Patients can avoid this danger by reading the list of ingredients that appears on the label or packaging of prepared foods. Make sure that your patient knows how to read these labels carefully. Also advise patients to avoid eating in restaurants as much as possible, since the chef may use recipes that include the food in question.

Inadvertent exposure. Even the most compliant patient may ignore or misread a label, and few will avoid restaurant meals altogether. Patients with a history of anaphylactic reactions to a food should wear medical alert bracelets warning that they are subject to severe food allergy reactions. Provide such patients with a syringe of epinephrine (eg, EpiPen) and instruct them on how to self-administer it in the event of a hypersensitivity reaction.
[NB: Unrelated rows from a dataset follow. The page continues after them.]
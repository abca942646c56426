//! Small helpers shared across capgains modules

use rust_decimal::{Decimal, RoundingStrategy};

/// Split items into (nonmatching, matching) according to a predicate,
/// preserving order within each half.
pub fn partition<T>(pred: impl Fn(&T) -> bool, items: Vec<T>) -> (Vec<T>, Vec<T>) {
    let mut nonmatching = Vec::new();
    let mut matching = Vec::new();
    for item in items {
        if pred(&item) {
            matching.push(item);
        } else {
            nonmatching.push(item);
        }
    }
    (nonmatching, matching)
}

/// Round half-up to `dp` decimal places.
pub fn round_decimal(value: Decimal, dp: u32) -> Decimal {
    value.round_dp_with_strategy(dp, RoundingStrategy::MidpointAwayFromZero)
}

/// True if every element equals the first (vacuously true for empty slices).
pub fn all_equal<T: PartialEq>(items: &[T]) -> bool {
    items.windows(2).all(|pair| pair[0] == pair[1])
}

#[cfg(test)]
mod tests {
    use super::*;
    use rust_decimal_macros::dec;

    #[test]
    fn test_partition() {
        let (evens, odds) = partition(|n: &i32| n % 2 == 1, (0..10).collect());
        assert_eq!(evens, vec![0, 2, 4, 6, 8]);
        assert_eq!(odds, vec![1, 3, 5, 7, 9]);
    }

    #[test]
    fn test_partition_empty() {
        let (no, yes) = partition(|_: &i32| true, Vec::new());
        assert!(no.is_empty());
        assert!(yes.is_empty());
    }

    #[test]
    fn test_round_decimal_half_up() {
        assert_eq!(round_decimal(dec!(1.005), 2), dec!(1.01));
        assert_eq!(round_decimal(dec!(-1.005), 2), dec!(-1.01));
        assert_eq!(round_decimal(dec!(1.004), 2), dec!(1.00));
    }

    #[test]
    fn test_all_equal() {
        assert!(all_equal::<i32>(&[]));
        assert!(all_equal(&[1]));
        assert!(all_equal(&[1, 1, 1]));
        assert!(!all_equal(&[1, 2, 1]));
    }
}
Advise them to go to an emergency department or seek medical assistance immediately.

Antihistamines may provide relief for less severe allergic reactions, such as GI symptoms, respiratory symptoms, or hives. Bronchodilators can relieve asthma symptoms.

Children. Treating allergies in infants and children requires special measures. Elemental formulas that consist mainly of sugars and amino acids and contain few allergens can be used if an infant has allergic reactions to cow’s milk or soy formula. Exclusive breast-feeding can delay the onset of allergies by eliminating exposure to allergy-producing foods and is recommended for the first 4 to 6 months of life.

Parents of children with food allergies need instruction in treating inadvertent exposures, including the administration of epinephrine. Also, confirm that any institutions that provide care for the child, such as schools or day-care centers, are prepared to supervise the child’s diet and to respond to all levels of allergic reactions. 

 

References

1. Boyce JA, Assa’ad A, Burks AW, et al. Guidelines for the diagnosis and management of food allergy in the United States: report of the NIAID-sponsored expert panel. J Allergy Clin Immunol.2010;126:S1-S58.